| WHAT IS NEEDED |
Below are records; quote them exactly from the first line through the line that contains "(keeps TUI responsive)".

| MATERIAL FOR THIS TASK |
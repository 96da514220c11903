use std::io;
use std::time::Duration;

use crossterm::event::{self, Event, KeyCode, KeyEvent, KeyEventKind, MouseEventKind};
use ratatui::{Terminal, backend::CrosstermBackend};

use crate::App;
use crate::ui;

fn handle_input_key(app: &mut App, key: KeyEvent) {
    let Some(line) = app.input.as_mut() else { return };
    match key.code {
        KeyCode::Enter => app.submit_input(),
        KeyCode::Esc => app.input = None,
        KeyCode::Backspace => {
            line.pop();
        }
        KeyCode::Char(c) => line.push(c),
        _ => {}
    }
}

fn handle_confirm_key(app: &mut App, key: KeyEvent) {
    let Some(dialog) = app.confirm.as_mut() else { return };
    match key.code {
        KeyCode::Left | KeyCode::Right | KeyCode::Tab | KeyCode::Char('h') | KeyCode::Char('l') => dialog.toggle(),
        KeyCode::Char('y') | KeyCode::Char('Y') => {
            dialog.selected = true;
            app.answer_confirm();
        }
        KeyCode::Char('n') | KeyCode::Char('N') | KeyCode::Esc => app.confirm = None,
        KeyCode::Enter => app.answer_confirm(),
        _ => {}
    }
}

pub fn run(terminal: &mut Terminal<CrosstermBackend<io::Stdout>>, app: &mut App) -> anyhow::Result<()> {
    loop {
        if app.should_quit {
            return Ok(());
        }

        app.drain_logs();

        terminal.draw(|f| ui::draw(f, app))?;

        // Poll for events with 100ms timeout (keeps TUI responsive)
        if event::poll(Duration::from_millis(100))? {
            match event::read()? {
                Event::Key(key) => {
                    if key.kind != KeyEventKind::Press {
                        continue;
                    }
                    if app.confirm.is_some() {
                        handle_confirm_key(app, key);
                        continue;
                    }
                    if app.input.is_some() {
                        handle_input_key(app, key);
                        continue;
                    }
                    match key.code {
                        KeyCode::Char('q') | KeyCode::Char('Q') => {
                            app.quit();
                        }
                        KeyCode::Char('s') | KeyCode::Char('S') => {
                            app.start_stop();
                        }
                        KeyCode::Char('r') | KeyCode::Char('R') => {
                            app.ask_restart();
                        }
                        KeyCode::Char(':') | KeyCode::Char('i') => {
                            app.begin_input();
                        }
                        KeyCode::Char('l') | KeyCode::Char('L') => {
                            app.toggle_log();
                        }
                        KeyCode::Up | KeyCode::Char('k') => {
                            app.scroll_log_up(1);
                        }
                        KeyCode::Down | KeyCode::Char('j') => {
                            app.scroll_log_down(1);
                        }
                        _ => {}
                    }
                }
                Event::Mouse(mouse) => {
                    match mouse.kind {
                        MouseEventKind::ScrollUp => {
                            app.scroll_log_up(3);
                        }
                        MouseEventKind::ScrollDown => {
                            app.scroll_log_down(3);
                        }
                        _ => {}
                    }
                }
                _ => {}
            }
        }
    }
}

| EXPECTED OUTPUT |
repository 96da514220c11903
use std::io;
use std::time::Duration;

use crossterm::event::{self, Event, KeyCode, KeyEvent, KeyEventKind, MouseEventKind};
use ratatui::{Terminal, backend::CrosstermBackend};

use crate::App;
use crate::ui;

fn handle_input_key(app: &mut App, key: KeyEvent) {
    let Some(line) = app.input.as_mut() else { return };
    match key.code {
        KeyCode::Enter => app.submit_input(),
        KeyCode::Esc => app.input = None,
        KeyCode::Backspace => {
            line.pop();
        }
        KeyCode::Char(c) => line.push(c),
        _ => {}
    }
}

fn handle_confirm_key(app: &mut App, key: KeyEvent) {
    let Some(dialog) = app.confirm.as_mut() else { return };
    match key.code {
        KeyCode::Left | KeyCode::Right | KeyCode::Tab | KeyCode::Char('h') | KeyCode::Char('l') => dialog.toggle(),
        KeyCode::Char('y') | KeyCode::Char('Y') => {
            dialog.selected = true;
            app.answer_confirm();
        }
        KeyCode::Char('n') | KeyCode::Char('N') | KeyCode::Esc => app.confirm = None,
        KeyCode::Enter => app.answer_confirm(),
        _ => {}
    }
}

pub fn run(terminal: &mut Terminal<CrosstermBackend<io::Stdout>>, app: &mut App) -> anyhow::Result<()> {
    loop {
        if app.should_quit {
            return Ok(());
        }

        app.drain_logs();

        terminal.draw(|f| ui::draw(f, app))?;

        // Poll for events with 100ms timeout (keeps TUI responsive)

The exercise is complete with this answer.